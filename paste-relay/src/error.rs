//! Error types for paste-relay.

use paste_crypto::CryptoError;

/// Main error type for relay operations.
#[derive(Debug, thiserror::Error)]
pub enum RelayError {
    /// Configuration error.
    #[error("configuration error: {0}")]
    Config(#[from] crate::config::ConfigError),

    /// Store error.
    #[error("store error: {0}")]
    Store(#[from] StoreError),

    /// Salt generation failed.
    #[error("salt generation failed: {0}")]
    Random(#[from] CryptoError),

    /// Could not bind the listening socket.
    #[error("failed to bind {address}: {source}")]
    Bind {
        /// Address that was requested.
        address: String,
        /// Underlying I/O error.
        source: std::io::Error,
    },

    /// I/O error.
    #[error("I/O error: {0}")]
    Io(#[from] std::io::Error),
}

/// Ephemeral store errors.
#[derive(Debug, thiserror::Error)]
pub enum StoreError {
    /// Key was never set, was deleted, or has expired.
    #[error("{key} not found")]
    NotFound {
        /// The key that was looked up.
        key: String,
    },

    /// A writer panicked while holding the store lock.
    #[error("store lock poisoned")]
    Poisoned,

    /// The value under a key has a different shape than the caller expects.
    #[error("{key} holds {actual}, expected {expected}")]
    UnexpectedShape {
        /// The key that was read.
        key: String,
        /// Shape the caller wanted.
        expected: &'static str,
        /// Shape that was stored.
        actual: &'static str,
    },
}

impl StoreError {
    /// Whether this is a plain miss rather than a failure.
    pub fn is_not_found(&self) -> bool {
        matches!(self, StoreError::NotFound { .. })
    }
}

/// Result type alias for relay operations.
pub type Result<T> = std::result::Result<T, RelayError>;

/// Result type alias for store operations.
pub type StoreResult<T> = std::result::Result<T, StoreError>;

------------------------------------------------------------

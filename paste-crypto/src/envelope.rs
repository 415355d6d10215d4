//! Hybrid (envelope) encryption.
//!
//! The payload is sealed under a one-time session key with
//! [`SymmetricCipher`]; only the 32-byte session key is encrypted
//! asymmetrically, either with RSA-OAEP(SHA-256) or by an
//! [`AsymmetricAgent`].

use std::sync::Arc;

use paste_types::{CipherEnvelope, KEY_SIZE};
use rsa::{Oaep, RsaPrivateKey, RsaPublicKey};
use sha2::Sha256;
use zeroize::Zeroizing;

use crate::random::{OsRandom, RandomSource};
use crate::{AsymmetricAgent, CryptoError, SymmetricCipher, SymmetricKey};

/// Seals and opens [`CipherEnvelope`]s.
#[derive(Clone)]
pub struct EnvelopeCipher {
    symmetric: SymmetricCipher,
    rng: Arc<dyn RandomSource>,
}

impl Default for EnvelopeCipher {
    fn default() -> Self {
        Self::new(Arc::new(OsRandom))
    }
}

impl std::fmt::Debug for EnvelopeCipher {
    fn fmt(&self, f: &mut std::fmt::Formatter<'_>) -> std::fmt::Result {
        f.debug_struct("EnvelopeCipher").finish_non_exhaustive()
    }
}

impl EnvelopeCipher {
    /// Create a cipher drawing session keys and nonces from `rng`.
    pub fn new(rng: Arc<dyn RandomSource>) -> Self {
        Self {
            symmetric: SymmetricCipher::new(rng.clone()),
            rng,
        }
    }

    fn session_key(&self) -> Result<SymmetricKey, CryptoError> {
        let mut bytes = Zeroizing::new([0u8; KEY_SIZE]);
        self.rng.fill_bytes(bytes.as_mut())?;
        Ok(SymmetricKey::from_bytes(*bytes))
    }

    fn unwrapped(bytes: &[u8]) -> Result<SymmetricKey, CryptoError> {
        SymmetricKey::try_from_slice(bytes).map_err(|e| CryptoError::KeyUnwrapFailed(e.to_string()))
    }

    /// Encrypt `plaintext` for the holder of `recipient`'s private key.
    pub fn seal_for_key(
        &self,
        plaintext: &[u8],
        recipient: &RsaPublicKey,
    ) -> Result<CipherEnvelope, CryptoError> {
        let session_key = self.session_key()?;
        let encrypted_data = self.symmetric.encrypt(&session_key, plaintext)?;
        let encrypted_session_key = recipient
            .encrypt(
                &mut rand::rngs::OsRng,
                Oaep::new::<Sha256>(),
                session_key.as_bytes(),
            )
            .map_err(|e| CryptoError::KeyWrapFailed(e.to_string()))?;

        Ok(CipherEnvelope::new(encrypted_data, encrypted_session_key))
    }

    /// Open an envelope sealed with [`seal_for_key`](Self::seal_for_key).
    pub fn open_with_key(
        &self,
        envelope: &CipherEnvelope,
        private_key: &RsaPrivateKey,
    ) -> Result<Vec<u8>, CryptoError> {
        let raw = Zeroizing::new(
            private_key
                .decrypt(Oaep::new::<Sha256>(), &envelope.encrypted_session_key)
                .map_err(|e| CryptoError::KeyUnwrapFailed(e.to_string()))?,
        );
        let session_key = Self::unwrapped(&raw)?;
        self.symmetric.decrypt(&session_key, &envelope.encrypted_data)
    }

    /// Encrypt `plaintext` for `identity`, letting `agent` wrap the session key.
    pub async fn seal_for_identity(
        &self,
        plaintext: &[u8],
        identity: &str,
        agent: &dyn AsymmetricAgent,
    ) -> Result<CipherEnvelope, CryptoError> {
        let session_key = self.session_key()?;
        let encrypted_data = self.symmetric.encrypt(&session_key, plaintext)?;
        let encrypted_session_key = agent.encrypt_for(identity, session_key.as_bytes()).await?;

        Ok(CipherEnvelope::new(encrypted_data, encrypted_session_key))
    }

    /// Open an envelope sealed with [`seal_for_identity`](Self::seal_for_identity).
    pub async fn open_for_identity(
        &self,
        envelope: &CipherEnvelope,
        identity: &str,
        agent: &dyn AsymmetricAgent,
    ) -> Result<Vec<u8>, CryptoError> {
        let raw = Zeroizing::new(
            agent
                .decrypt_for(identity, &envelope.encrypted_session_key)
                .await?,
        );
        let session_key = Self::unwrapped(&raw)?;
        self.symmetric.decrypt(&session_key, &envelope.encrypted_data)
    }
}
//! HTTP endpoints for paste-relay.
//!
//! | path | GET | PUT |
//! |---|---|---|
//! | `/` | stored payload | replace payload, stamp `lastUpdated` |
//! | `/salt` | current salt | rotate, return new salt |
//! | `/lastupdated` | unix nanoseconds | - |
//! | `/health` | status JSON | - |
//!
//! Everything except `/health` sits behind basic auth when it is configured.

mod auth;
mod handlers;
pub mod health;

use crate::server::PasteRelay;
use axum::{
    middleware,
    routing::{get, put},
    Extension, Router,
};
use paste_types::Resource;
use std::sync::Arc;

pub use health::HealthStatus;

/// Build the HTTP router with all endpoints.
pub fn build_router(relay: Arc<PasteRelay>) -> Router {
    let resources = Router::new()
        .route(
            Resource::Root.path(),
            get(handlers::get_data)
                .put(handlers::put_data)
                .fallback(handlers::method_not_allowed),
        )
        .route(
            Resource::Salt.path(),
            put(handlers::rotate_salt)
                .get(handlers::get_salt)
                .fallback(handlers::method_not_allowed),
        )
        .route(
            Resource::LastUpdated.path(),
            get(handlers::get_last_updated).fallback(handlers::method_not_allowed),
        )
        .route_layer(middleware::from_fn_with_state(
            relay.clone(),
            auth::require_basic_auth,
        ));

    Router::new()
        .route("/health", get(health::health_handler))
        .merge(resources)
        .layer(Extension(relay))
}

------------------------------------------------------------

◆ Problem details
Find each line in the listing above that contains "enum", and copy that line.

◆ Written response
pub enum RelayError {
pub enum StoreError {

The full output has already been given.